Children's Immunisation Schedule
The Practice partakes in the national primary childood immunisation programme, with both our Doctors and Nurses administering vaccinations.
The majority of invites for vaccinations will be sent to parents by NHS Norfolk and Waveney Commissioning Support Unit, although we also send some letters ourselves. A childs first vaccinations are administered at the same consultation (8 weeks) as the GP completes the post natal check for mothers.
The invitation for the final primary immunisation at between 15 and 16 years is also sent by the Practice.
The local School Nursing Service arranges the immunisation programme for girls aged between 12 and 13, who are offered an HPV vaccination against cervical cancer caused by certain types of Human Papillomavirus. This immunisation will happen at school.
Click here for the national immunisation schedule from NHS Choices.
Seasonal Flu Vaccination
Influenza – flu – is a highly infectious and potentially serious illness caused by influenza viruses. Each year the make-up of the seasonal flu vaccine is designed to protect against the influenza viruses that the World Health Organization decide are most likely to be circulating in the coming winter.

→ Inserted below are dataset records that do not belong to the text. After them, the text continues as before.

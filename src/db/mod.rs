//! SQLite storage engine
//!
//! A single connection behind a mutex; WAL mode for concurrent readers.
//! Writers go through `transaction`, which rolls back automatically when the
//! closure returns an error. The in-memory constructor backs the test suites.

pub mod schema;

use std::path::Path;
use std::sync::Mutex;

use rusqlite::Connection;
use tracing::{debug, info};

use crate::types::{NeuronError, Result};

pub struct Database {
    conn: Mutex<Connection>,
}

impl Database {
    /// Open or create the database file and apply pending migrations.
    pub fn open(path: &Path) -> Result<Self> {
        if let Some(parent) = path.parent() {
            if !parent.as_os_str().is_empty() {
                std::fs::create_dir_all(parent)?;
            }
        }
        info!("Opening SQLite database at {}", path.display());

        let mut conn = Connection::open(path)?;
        conn.execute_batch("PRAGMA journal_mode=WAL; PRAGMA synchronous=NORMAL;")?;
        schema::migrate(&mut conn)?;

        Ok(Self {
            conn: Mutex::new(conn),
        })
    }

    /// Open an in-memory database (for testing).
    pub fn open_in_memory() -> Result<Self> {
        debug!("Opening in-memory SQLite database");
        let mut conn = Connection::open_in_memory()?;
        schema::migrate(&mut conn)?;
        Ok(Self {
            conn: Mutex::new(conn),
        })
    }

    /// Run a read against the connection.
    pub fn with_conn<F, T>(&self, f: F) -> Result<T>
    where
        F: FnOnce(&Connection) -> Result<T>,
    {
        let conn = self
            .conn
            .lock()
            .map_err(|e| NeuronError::Internal(format!("database lock poisoned: {}", e)))?;
        f(&conn)
    }

    /// Run a closure inside a transaction. Commits on `Ok`, rolls back on
    /// `Err` (and on panic, via the transaction drop guard).
    pub fn transaction<F, T>(&self, f: F) -> Result<T>
    where
        F: FnOnce(&rusqlite::Transaction) -> Result<T>,
    {
        let mut conn = self
            .conn
            .lock()
            .map_err(|e| NeuronError::Internal(format!("database lock poisoned: {}", e)))?;
        let tx = conn.transaction()?;
        match f(&tx) {
            Ok(value) => {
                tx.commit()?;
                Ok(value)
            }
            Err(e) => Err(e),
        }
    }
}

Regular immunisation (vaccination) is given free of charge to the following at-risk people, to protect them from seasonal flu:
- people aged 65 or over,
- people with a serious medical condition such as Asthma, Diabetes or COPD
- people living in a residential or nursing home
- the main carers for an elderly or disabled person whose welfare may be at risk if the carer becomes ill
- healthcare or social care professionals directly involved in patient care, and
- those who work in close contact with poultry, such as chickens.
Click here for full details of qualifying groups.
Pregnant women & the Flu Vaccination
It is recommended that all pregnant women should have the flu vaccine, whatever stage of pregnancy they're in. This is because there is good evidence that pregnant women have an increased risk of developing complications if they get flu, particularly from the H1N1 strain.
Studies have shown that the flu vaccine can be safely and effectively given during any trimester of pregnancy. The vaccine does not carry risks for either the mother or baby. In fact, studies have shown that mothers who have had the vaccine while pregnant pass some protection to their babies, which lasts for the first few months of their lives.
A vaccine to prevent shingles, a common, painful skin disease is available on the NHS to people in certain age categories. Our Practice Nurses administer the vaccine to our patients.
The injection is given as a single vaccination into the upper arm. Unlike the flu jab, you'll only need to have the vaccination once and you can have it at any time of the year. The shingles vaccine is expected to reduce your risk of getting shingles, which can be very painful and uncomfortable. It is fine to have the vaccine if you have already had shingles.